§ Information provided:
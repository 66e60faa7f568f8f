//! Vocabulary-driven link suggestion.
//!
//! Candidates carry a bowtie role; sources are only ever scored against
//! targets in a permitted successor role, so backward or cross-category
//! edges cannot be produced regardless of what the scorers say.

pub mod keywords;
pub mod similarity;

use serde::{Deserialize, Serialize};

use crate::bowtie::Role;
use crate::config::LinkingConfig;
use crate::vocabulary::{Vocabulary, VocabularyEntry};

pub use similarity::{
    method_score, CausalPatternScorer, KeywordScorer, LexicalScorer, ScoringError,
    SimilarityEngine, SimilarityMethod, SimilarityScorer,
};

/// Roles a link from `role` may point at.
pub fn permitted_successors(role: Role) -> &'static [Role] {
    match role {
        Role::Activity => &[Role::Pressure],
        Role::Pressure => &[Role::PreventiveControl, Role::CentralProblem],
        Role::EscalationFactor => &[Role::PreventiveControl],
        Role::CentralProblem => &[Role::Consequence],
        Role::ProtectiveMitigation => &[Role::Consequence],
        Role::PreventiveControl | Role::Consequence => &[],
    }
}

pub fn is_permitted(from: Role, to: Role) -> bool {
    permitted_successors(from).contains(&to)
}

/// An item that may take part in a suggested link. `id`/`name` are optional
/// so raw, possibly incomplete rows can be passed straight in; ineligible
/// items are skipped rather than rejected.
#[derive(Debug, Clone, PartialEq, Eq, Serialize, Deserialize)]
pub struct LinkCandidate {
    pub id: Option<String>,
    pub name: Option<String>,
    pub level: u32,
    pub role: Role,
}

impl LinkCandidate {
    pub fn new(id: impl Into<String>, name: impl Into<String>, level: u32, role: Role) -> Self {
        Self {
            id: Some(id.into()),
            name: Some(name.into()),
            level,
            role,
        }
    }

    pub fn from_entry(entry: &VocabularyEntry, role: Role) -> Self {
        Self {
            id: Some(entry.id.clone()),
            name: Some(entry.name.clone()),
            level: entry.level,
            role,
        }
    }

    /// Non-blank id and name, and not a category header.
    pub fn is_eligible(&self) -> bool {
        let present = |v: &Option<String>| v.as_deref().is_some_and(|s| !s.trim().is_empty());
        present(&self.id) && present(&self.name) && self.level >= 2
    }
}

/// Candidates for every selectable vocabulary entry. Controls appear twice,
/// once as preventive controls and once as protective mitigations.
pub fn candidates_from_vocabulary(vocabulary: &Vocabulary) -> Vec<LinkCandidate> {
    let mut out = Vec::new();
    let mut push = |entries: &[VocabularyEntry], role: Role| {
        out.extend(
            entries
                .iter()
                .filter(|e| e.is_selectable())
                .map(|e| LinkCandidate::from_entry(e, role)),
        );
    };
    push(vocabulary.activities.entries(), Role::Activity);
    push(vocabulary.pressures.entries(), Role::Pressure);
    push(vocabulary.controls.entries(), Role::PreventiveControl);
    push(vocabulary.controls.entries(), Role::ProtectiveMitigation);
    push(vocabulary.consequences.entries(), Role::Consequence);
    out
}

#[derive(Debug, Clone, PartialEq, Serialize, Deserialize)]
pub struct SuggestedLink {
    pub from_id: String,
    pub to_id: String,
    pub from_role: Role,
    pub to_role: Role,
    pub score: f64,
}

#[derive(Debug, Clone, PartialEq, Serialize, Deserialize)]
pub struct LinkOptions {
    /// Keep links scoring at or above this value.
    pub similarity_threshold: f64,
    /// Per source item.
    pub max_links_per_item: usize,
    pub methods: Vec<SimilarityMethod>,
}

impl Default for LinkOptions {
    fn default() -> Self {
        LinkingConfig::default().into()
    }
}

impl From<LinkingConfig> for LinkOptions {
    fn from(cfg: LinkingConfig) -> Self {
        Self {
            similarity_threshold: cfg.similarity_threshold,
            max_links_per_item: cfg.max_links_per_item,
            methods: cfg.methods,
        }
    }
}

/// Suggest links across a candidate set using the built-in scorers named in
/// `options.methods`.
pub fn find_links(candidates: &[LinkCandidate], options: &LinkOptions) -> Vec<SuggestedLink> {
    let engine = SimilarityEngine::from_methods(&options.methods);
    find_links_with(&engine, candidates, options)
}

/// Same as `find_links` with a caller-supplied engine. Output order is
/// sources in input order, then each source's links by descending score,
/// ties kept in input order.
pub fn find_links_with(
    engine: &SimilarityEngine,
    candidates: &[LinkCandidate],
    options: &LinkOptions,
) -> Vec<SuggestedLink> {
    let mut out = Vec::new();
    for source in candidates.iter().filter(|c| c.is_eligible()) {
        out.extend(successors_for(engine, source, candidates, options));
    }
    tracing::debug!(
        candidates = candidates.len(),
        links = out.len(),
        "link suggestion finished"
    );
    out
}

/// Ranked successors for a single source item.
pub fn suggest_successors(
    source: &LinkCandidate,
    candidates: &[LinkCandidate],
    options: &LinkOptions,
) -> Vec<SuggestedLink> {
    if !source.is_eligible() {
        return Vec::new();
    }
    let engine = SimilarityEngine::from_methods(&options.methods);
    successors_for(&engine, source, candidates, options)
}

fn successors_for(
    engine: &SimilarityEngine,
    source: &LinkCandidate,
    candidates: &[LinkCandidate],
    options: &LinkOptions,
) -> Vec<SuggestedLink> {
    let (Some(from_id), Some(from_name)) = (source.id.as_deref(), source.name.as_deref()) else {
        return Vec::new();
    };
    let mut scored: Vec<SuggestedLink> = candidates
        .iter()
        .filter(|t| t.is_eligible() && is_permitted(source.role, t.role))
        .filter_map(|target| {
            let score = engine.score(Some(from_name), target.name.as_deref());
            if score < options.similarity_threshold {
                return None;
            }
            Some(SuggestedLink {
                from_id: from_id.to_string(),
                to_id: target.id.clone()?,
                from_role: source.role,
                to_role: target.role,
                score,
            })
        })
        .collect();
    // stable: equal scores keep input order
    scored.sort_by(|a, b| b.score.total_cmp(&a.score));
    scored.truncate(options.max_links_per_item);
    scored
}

§ About this task:
Your response should consist of the full listing, repeated exactly.

§ Result of this exercise:
repository 66e60faa7f568f8f
//! Vocabulary-driven link suggestion.
//!
//! Candidates carry a bowtie role; sources are only ever scored against
//! targets in a permitted successor role, so backward or cross-category
//! edges cannot be produced regardless of what the scorers say.

pub mod keywords;
pub mod similarity;

use serde::{Deserialize, Serialize};

use crate::bowtie::Role;
use crate::config::LinkingConfig;
use crate::vocabulary::{Vocabulary, VocabularyEntry};

pub use similarity::{
    method_score, CausalPatternScorer, KeywordScorer, LexicalScorer, ScoringError,
    SimilarityEngine, SimilarityMethod, SimilarityScorer,
};

/// Roles a link from `role` may point at.
pub fn permitted_successors(role: Role) -> &'static [Role] {
    match role {
        Role::Activity => &[Role::Pressure],
        Role::Pressure => &[Role::PreventiveControl, Role::CentralProblem],
        Role::EscalationFactor => &[Role::PreventiveControl],
        Role::CentralProblem => &[Role::Consequence],
        Role::ProtectiveMitigation => &[Role::Consequence],
        Role::PreventiveControl | Role::Consequence => &[],
    }
}

pub fn is_permitted(from: Role, to: Role) -> bool {
    permitted_successors(from).contains(&to)
}

/// An item that may take part in a suggested link. `id`/`name` are optional
/// so raw, possibly incomplete rows can be passed straight in; ineligible
/// items are skipped rather than rejected.
#[derive(Debug, Clone, PartialEq, Eq, Serialize, Deserialize)]
pub struct LinkCandidate {
    pub id: Option<String>,
    pub name: Option<String>,
    pub level: u32,
    pub role: Role,
}

impl LinkCandidate {
    pub fn new(id: impl Into<String>, name: impl Into<String>, level: u32, role: Role) -> Self {
        Self {
            id: Some(id.into()),
            name: Some(name.into()),
            level,
            role,
        }
    }

    pub fn from_entry(entry: &VocabularyEntry, role: Role) -> Self {
        Self {
            id: Some(entry.id.clone()),
            name: Some(entry.name.clone()),
            level: entry.level,
            role,
        }
    }

    /// Non-blank id and name, and not a category header.
    pub fn is_eligible(&self) -> bool {
        let present = |v: &Option<String>| v.as_deref().is_some_and(|s| !s.trim().is_empty());
        present(&self.id) && present(&self.name) && self.level >= 2
    }
}

/// Candidates for every selectable vocabulary entry. Controls appear twice,
/// once as preventive controls and once as protective mitigations.
pub fn candidates_from_vocabulary(vocabulary: &Vocabulary) -> Vec<LinkCandidate> {
    let mut out = Vec::new();
    let mut push = |entries: &[VocabularyEntry], role: Role| {
        out.extend(
            entries
                .iter()
                .filter(|e| e.is_selectable())
                .map(|e| LinkCandidate::from_entry(e, role)),
        );
    };
    push(vocabulary.activities.entries(), Role::Activity);
    push(vocabulary.pressures.entries(), Role::Pressure);
    push(vocabulary.controls.entries(), Role::PreventiveControl);
    push(vocabulary.controls.entries(), Role::ProtectiveMitigation);
    push(vocabulary.consequences.entries(), Role::Consequence);
    out
}

#[derive(Debug, Clone, PartialEq, Serialize, Deserialize)]
pub struct SuggestedLink {
    pub from_id: String,
    pub to_id: String,
    pub from_role: Role,
    pub to_role: Role,
    pub score: f64,
}

#[derive(Debug, Clone, PartialEq, Serialize, Deserialize)]
pub struct LinkOptions {
    /// Keep links scoring at or above this value.
    pub similarity_threshold: f64,
    /// Per source item.
    pub max_links_per_item: usize,
    pub methods: Vec<SimilarityMethod>,
}

impl Default for LinkOptions {
    fn default() -> Self {
        LinkingConfig::default().into()
    }
}

impl From<LinkingConfig> for LinkOptions {
    fn from(cfg: LinkingConfig) -> Self {
        Self {
            similarity_threshold: cfg.similarity_threshold,
            max_links_per_item: cfg.max_links_per_item,
            methods: cfg.methods,
        }
    }
}

/// Suggest links across a candidate set using the built-in scorers named in
/// `options.methods`.
pub fn find_links(candidates: &[LinkCandidate], options: &LinkOptions) -> Vec<SuggestedLink> {
    let engine = SimilarityEngine::from_methods(&options.methods);
    find_links_with(&engine, candidates, options)
}

/// Same as `find_links` with a caller-supplied engine. Output order is
/// sources in input order, then each source's links by descending score,
/// ties kept in input order.
pub fn find_links_with(
    engine: &SimilarityEngine,
    candidates: &[LinkCandidate],
    options: &LinkOptions,
) -> Vec<SuggestedLink> {
    let mut out = Vec::new();
    for source in candidates.iter().filter(|c| c.is_eligible()) {
        out.extend(successors_for(engine, source, candidates, options));
    }
    tracing::debug!(
        candidates = candidates.len(),
        links = out.len(),
        "link suggestion finished"
    );
    out
}

/// Ranked successors for a single source item.
pub fn suggest_successors(
    source: &LinkCandidate,
    candidates: &[LinkCandidate],
    options: &LinkOptions,
) -> Vec<SuggestedLink> {
    if !source.is_eligible() {
        return Vec::new();
    }
    let engine = SimilarityEngine::from_methods(&options.methods);
    successors_for(&engine, source, candidates, options)
}

fn successors_for(
    engine: &SimilarityEngine,
    source: &LinkCandidate,
    candidates: &[LinkCandidate],
    options: &LinkOptions,
) -> Vec<SuggestedLink> {
    let (Some(from_id), Some(from_name)) = (source.id.as_deref(), source.name.as_deref()) else {
        return Vec::new();
    };
    let mut scored: Vec<SuggestedLink> = candidates
        .iter()
        .filter(|t| t.is_eligible() && is_permitted(source.role, t.role))
        .filter_map(|target| {
            let score = engine.score(Some(from_name), target.name.as_deref());
            if score < options.similarity_threshold {
                return None;
            }
            Some(SuggestedLink {
                from_id: from_id.to_string(),
                to_id: target.id.clone()?,
                from_role: source.role,
                to_role: target.role,
                score,
            })
        })
        .collect();
    // stable: equal scores keep input order
    scored.sort_by(|a, b| b.score.total_cmp(&a.score));
    scored.truncate(options.max_links_per_item);
    scored
}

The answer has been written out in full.